Data supplied:
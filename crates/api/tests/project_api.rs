//! HTTP-level integration tests for projects, role views and candidate
//! search.

mod common;

use std::sync::Arc;

use axum::http::StatusCode;
use common::{
    body_json, delete_auth, get_auth, north_of, post_json_auth, seed_user, seed_vendor, token,
    ORIGIN,
};
use serde_json::json;
use vendorlink_core::vendor_role::VendorRole;
use vendorlink_core::roles::CallerRole;
use vendorlink_db::store::memory::MemoryLedgerStore;
use vendorlink_db::store::LedgerStore;

fn candidates_uri(project_id: i64, extra: &str) -> String {
    format!(
        "/api/v1/projects/{project_id}/candidates?role=caterer&longitude={}&latitude={}{extra}",
        ORIGIN.longitude, ORIGIN.latitude
    )
}

#[tokio::test]
async fn create_and_list_projects() {
    let store = Arc::new(MemoryLedgerStore::new());
    let user = seed_user(&store, "asha@example.com").await;
    let user_token = token(user.id, CallerRole::User);
    let app = || common::build_test_app(Arc::clone(&store));

    let response = post_json_auth(
        app(),
        "/api/v1/projects",
        json!({ "name": "  Wedding " }),
        &user_token,
    )
    .await;
    assert_eq!(response.status(), StatusCode::CREATED);
    let json = body_json(response).await;
    assert_eq!(json["data"]["name"], "Wedding");
    assert_eq!(json["data"]["user_id"], user.id);

    let response = get_auth(app(), "/api/v1/projects", &user_token).await;
    assert_eq!(response.status(), StatusCode::OK);
    let json = body_json(response).await;
    let projects = json["data"].as_array().unwrap();
    assert_eq!(projects.len(), 1);
    assert_eq!(projects[0]["name"], "Wedding");
    assert!(projects[0]["sent_requests"].as_array().unwrap().is_empty());
}

#[tokio::test]
async fn duplicate_project_name_ignoring_case_is_a_conflict() {
    let store = Arc::new(MemoryLedgerStore::new());
    let user = seed_user(&store, "asha@example.com").await;
    store.create_project(user.id, "Wedding").await.unwrap();

    let response = post_json_auth(
        common::build_test_app(Arc::clone(&store)),
        "/api/v1/projects",
        json!({ "name": "WEDDING" }),
        &token(user.id, CallerRole::User),
    )
    .await;

    assert_eq!(response.status(), StatusCode::CONFLICT);
}

#[tokio::test]
async fn blank_project_name_is_rejected() {
    let store = Arc::new(MemoryLedgerStore::new());
    let user = seed_user(&store, "asha@example.com").await;

    let response = post_json_auth(
        common::build_test_app(Arc::clone(&store)),
        "/api/v1/projects",
        json!({ "name": "" }),
        &token(user.id, CallerRole::User),
    )
    .await;

    assert_eq!(response.status(), StatusCode::BAD_REQUEST);
}

#[tokio::test]
async fn another_users_project_is_not_found() {
    let store = Arc::new(MemoryLedgerStore::new());
    let owner = seed_user(&store, "asha@example.com").await;
    let stranger = seed_user(&store, "ravi@example.com").await;
    let project = store.create_project(owner.id, "Wedding").await.unwrap();

    let response = get_auth(
        common::build_test_app(Arc::clone(&store)),
        &format!("/api/v1/projects/{}", project.id),
        &token(stranger.id, CallerRole::User),
    )
    .await;

    assert_eq!(response.status(), StatusCode::NOT_FOUND);
}

#[tokio::test]
async fn candidates_are_nearest_first_and_exclude_targeted_vendors() {
    let store = Arc::new(MemoryLedgerStore::new());
    let user = seed_user(&store, "asha@example.com").await;
    let user_token = token(user.id, CallerRole::User);
    let project = store.create_project(user.id, "Wedding").await.unwrap();
    let far = seed_vendor(&store, "far@example.com", VendorRole::Caterer, north_of(ORIGIN, 12.0)).await;
    let near = seed_vendor(&store, "near@example.com", VendorRole::Caterer, north_of(ORIGIN, 3.0)).await;
    let mid = seed_vendor(&store, "mid@example.com", VendorRole::Caterer, north_of(ORIGIN, 7.0)).await;
    seed_vendor(&store, "distant@example.com", VendorRole::Caterer, north_of(ORIGIN, 60.0)).await;
    seed_vendor(&store, "lens@example.com", VendorRole::Photographer, ORIGIN).await;
    let app = || common::build_test_app(Arc::clone(&store));

    let response = get_auth(app(), &candidates_uri(project.id, ""), &user_token).await;
    assert_eq!(response.status(), StatusCode::OK);
    let json = body_json(response).await;
    let ids: Vec<i64> = json["data"]
        .as_array()
        .unwrap()
        .iter()
        .map(|c| c["id"].as_i64().unwrap())
        .collect();
    assert_eq!(ids, vec![near.id, mid.id, far.id]);
    let distance = json["data"][0]["distance_km"].as_f64().unwrap();
    assert!((distance - 3.0).abs() < 1e-6, "got {distance}");

    // Target the nearest caterer; it drops out of the next search.
    let response = post_json_auth(
        app(),
        "/api/v1/requests",
        json!({
            "project_id": project.id,
            "vendor_ids": [near.id],
            "role": "caterer",
            "location": { "longitude": ORIGIN.longitude, "latitude": ORIGIN.latitude },
            "start_at": "2025-06-01T17:00:00Z",
            "end_at": "2025-06-01T23:00:00Z",
            "description": "Reception dinner",
        }),
        &user_token,
    )
    .await;
    assert_eq!(response.status(), StatusCode::CREATED);

    let response = get_auth(app(), &candidates_uri(project.id, "&radius_km=10"), &user_token).await;
    let json = body_json(response).await;
    let ids: Vec<i64> = json["data"]
        .as_array()
        .unwrap()
        .iter()
        .map(|c| c["id"].as_i64().unwrap())
        .collect();
    assert_eq!(ids, vec![mid.id]);

    let response = get_auth(
        app(),
        &format!("/api/v1/projects/{}/roles/ongoing", project.id),
        &user_token,
    )
    .await;
    let json = body_json(response).await;
    assert_eq!(json["data"], json!(["caterer"]));
}

#[tokio::test]
async fn oversized_radius_is_rejected() {
    let store = Arc::new(MemoryLedgerStore::new());
    let user = seed_user(&store, "asha@example.com").await;
    let project = store.create_project(user.id, "Wedding").await.unwrap();

    let response = get_auth(
        common::build_test_app(Arc::clone(&store)),
        &candidates_uri(project.id, "&radius_km=5000"),
        &token(user.id, CallerRole::User),
    )
    .await;

    assert_eq!(response.status(), StatusCode::BAD_REQUEST);
    let json = body_json(response).await;
    assert_eq!(json["code"], "VALIDATION_ERROR");
}

#[tokio::test]
async fn purge_unaccepted_removes_open_requests_for_the_role() {
    let store = Arc::new(MemoryLedgerStore::new());
    let user = seed_user(&store, "asha@example.com").await;
    let user_token = token(user.id, CallerRole::User);
    let project = store.create_project(user.id, "Wedding").await.unwrap();
    let a = seed_vendor(&store, "a@example.com", VendorRole::Caterer, ORIGIN).await;
    let b = seed_vendor(&store, "b@example.com", VendorRole::Caterer, ORIGIN).await;
    let app = || common::build_test_app(Arc::clone(&store));

    let response = post_json_auth(
        app(),
        "/api/v1/requests",
        json!({
            "project_id": project.id,
            "vendor_ids": [a.id, b.id],
            "role": "caterer",
            "location": { "longitude": ORIGIN.longitude, "latitude": ORIGIN.latitude },
            "start_at": "2025-06-01T17:00:00Z",
            "end_at": "2025-06-01T23:00:00Z",
            "description": "Reception dinner",
        }),
        &user_token,
    )
    .await;
    assert_eq!(response.status(), StatusCode::CREATED);

    let response = delete_auth(
        app(),
        &format!("/api/v1/projects/{}/roles/caterer/pending", project.id),
        &user_token,
    )
    .await;
    assert_eq!(response.status(), StatusCode::OK);
    let json = body_json(response).await;
    assert_eq!(json["data"]["deleted"], 2);
    assert!(json["data"]["failed"].as_array().unwrap().is_empty());

    let response = get_auth(
        app(),
        &format!("/api/v1/projects/{}/requests", project.id),
        &user_token,
    )
    .await;
    let json = body_json(response).await;
    assert!(json["data"].as_array().unwrap().is_empty());
}
//! Repository for the `users` table.

use sqlx::PgPool;
use vendorlink_core::types::DbId;

use crate::models::user::{CreateUser, User};

const COLUMNS: &str = "id, name, email, phone, profile_image, created_at, updated_at";

/// Provides CRUD operations for user profiles.
pub struct UserRepo;

impl UserRepo {
    /// Insert a new user, returning the created row.
    pub async fn create(pool: &PgPool, input: &CreateUser) -> Result<User, sqlx::Error> {
        let query = format!(
            "INSERT INTO users (name, email, phone, profile_image)
             VALUES ($1, $2, $3, $4)
             RETURNING {COLUMNS}"
        );
        sqlx::query_as::<_, User>(&query)
            .bind(&input.name)
            .bind(&input.email)
            .bind(&input.phone)
            .bind(&input.profile_image)
            .fetch_one(pool)
            .await
    }

    pub async fn find_by_id(pool: &PgPool, id: DbId) -> Result<Option<User>, sqlx::Error> {
        let query = format!("SELECT {COLUMNS} FROM users WHERE id = $1");
        sqlx::query_as::<_, User>(&query)
            .bind(id)
            .fetch_optional(pool)
            .await
    }
}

Assignment:
Go through the material and report each line that holds the string "query".

Your response:
        let query = format!(
        sqlx::query_as::<_, User>(&query)
        let query = format!("SELECT {COLUMNS} FROM users WHERE id = $1");
        sqlx::query_as::<_, User>(&query)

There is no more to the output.